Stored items
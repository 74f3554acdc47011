use tracing::debug;

use crate::error::{EtlError, Result};
use crate::models::Mesh;
use crate::utils::constants::{
    MAX_LATITUDE, MAX_LONGITUDE, MIN_GRID_SIZE, MIN_LATITUDE, MIN_LONGITUDE,
};
use crate::utils::coordinates::{coordinate_units, is_whole_units, units_to_degrees};

/// Tile a bounding box into a mesh of rounded coordinates
///
/// Each axis starts at its max bound and steps down by `step` while the value
/// is strictly greater than the min bound, so every series covers `(min, max]`.
/// The min bound is never sampled, even when a step lands on it exactly.
///
/// Stepping happens in integer units of the coordinate precision, which keeps
/// the series free of accumulated floating point drift.
///
/// # Examples
/// ```
/// use zonegrid_etl::processors::generate_mesh;
///
/// let mesh = generate_mesh(19.55, 19.45, -99.05, -99.15, 0.05).unwrap();
/// assert_eq!(mesh.latitudes, vec![19.55, 19.5]);
/// assert_eq!(mesh.longitudes, vec![-99.05, -99.1]);
/// ```
pub fn generate_mesh(
    max_lat: f64,
    min_lat: f64,
    max_lon: f64,
    min_lon: f64,
    step: f64,
) -> Result<Mesh> {
    check_step(step)?;
    check_axis("latitude", max_lat, min_lat, MIN_LATITUDE, MAX_LATITUDE)?;
    check_axis("longitude", max_lon, min_lon, MIN_LONGITUDE, MAX_LONGITUDE)?;

    let latitudes = axis_series(max_lat, min_lat, step);
    let longitudes = axis_series(max_lon, min_lon, step);

    debug!(
        latitudes = latitudes.len(),
        longitudes = longitudes.len(),
        step,
        "Generated coordinate mesh"
    );

    Ok(Mesh::new(latitudes, longitudes, step))
}

fn check_step(step: f64) -> Result<()> {
    if !step.is_finite() || step < MIN_GRID_SIZE {
        return Err(EtlError::Config(format!(
            "Grid size must be at least {}, got {}",
            MIN_GRID_SIZE, step
        )));
    }
    if !is_whole_units(step) {
        return Err(EtlError::Config(format!(
            "Grid size {} is not a multiple of {}",
            step, MIN_GRID_SIZE
        )));
    }
    Ok(())
}

fn check_axis(name: &str, max: f64, min: f64, lower: f64, upper: f64) -> Result<()> {
    for (label, value) in [("max", max), ("min", min)] {
        if !value.is_finite() || !(lower..=upper).contains(&value) {
            return Err(EtlError::Config(format!(
                "{} {} bound {} is outside [{}, {}]",
                label, name, value, lower, upper
            )));
        }
    }

    if max <= min {
        return Err(EtlError::Config(format!(
            "max {} ({}) must be greater than min {} ({})",
            name, max, name, min
        )));
    }

    Ok(())
}

fn axis_series(max: f64, min: f64, step: f64) -> Vec<f64> {
    let min_units = coordinate_units(min);
    let step_units = coordinate_units(step);

    let mut series = Vec::new();
    let mut current = coordinate_units(max);
    while current > min_units {
        series.push(units_to_degrees(current));
        current -= step_units;
    }
    series
}

#[cfg(test)]
mod tests {
    use super::*;

    #[test]
    fn test_min_bound_reached_exactly_is_excluded() {
        let mesh = generate_mesh(19.55, 19.50, -99.05, -99.10, 0.05).unwrap();
        assert_eq!(mesh.latitudes, vec![19.55]);
        assert_eq!(mesh.longitudes, vec![-99.05]);
    }

    #[test]
    fn test_min_bound_not_reached_exactly() {
        let mesh = generate_mesh(19.55, 19.48, -99.05, -99.12, 0.05).unwrap();
        assert_eq!(mesh.latitudes, vec![19.55, 19.5]);
        assert_eq!(mesh.longitudes, vec![-99.05, -99.1]);
    }

    #[test]
    fn test_default_bounding_box() {
        let mesh = generate_mesh(19.55, 19.40, -99.05, -99.20, 0.05).unwrap();
        assert_eq!(mesh.latitudes, vec![19.55, 19.5, 19.45]);
        assert_eq!(mesh.longitudes, vec![-99.05, -99.1, -99.15]);
        assert_eq!(mesh.len(), 9);
    }

    #[test]
    fn test_max_is_rounded_before_stepping() {
        let mesh = generate_mesh(19.550004, 19.5, -99.0, -99.02, 0.01).unwrap();
        assert_eq!(mesh.latitudes, vec![19.55, 19.54, 19.53, 19.52, 19.51]);
        assert_eq!(mesh.longitudes, vec![-99.0, -99.01]);
    }

    #[test]
    fn test_generation_is_deterministic() {
        let a = generate_mesh(19.55, 19.40, -99.05, -99.20, 0.01).unwrap();
        let b = generate_mesh(19.55, 19.40, -99.05, -99.20, 0.01).unwrap();
        assert_eq!(a, b);
        assert_eq!(a.latitudes.len(), 15);
        assert_eq!(*a.latitudes.last().unwrap(), 19.41);
    }

    #[test]
    fn test_invalid_preconditions() {
        // step
        assert!(generate_mesh(19.55, 19.40, -99.05, -99.20, 0.0).is_err());
        assert!(generate_mesh(19.55, 19.40, -99.05, -99.20, -0.05).is_err());
        assert!(generate_mesh(19.55, 19.40, -99.05, -99.20, 0.000001).is_err());
        assert!(generate_mesh(19.55, 19.40, -99.05, -99.20, f64::NAN).is_err());
        // ordering
        assert!(generate_mesh(19.40, 19.55, -99.05, -99.20, 0.05).is_err());
        assert!(generate_mesh(19.55, 19.55, -99.05, -99.20, 0.05).is_err());
        assert!(generate_mesh(19.55, 19.40, -99.20, -99.05, 0.05).is_err());
        // ranges
        assert!(generate_mesh(91.0, 19.40, -99.05, -99.20, 0.05).is_err());
        assert!(generate_mesh(19.55, 19.40, 181.0, -99.20, 0.05).is_err());
    }

    #[test]
    fn test_step_finer_than_precision_is_rejected() {
        let err = generate_mesh(19.55, 19.40, -99.05, -99.20, 0.000016).unwrap_err();
        assert!(err.to_string().contains("not a multiple"));
        assert!(generate_mesh(19.55, 19.40, -99.05, -99.20, 0.050001).is_err());
        assert!(generate_mesh(19.55, 19.40, -99.05, -99.20, 0.00002).is_ok());
    }

    #[test]
    fn test_smallest_step() {
        let mesh = generate_mesh(0.00003, 0.0, 0.00002, 0.0, 0.00001).unwrap();
        assert_eq!(mesh.latitudes, vec![0.00003, 0.00002, 0.00001]);
        assert_eq!(mesh.longitudes, vec![0.00002, 0.00001]);
    }
}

Work order:
In the entries above, find the line with "assert_eq!(mesh.longitudes, vec![-99.0, -99.01]);" and the line with "assert_eq!(a.latitudes.len(), 15);", then set down exactly those two and every line between them, nothing else.

Expected answer:
        assert_eq!(mesh.longitudes, vec![-99.0, -99.01]);
    }

    #[test]
    fn test_generation_is_deterministic() {
        let a = generate_mesh(19.55, 19.40, -99.05, -99.20, 0.01).unwrap();
        let b = generate_mesh(19.55, 19.40, -99.05, -99.20, 0.01).unwrap();
        assert_eq!(a, b);
        assert_eq!(a.latitudes.len(), 15);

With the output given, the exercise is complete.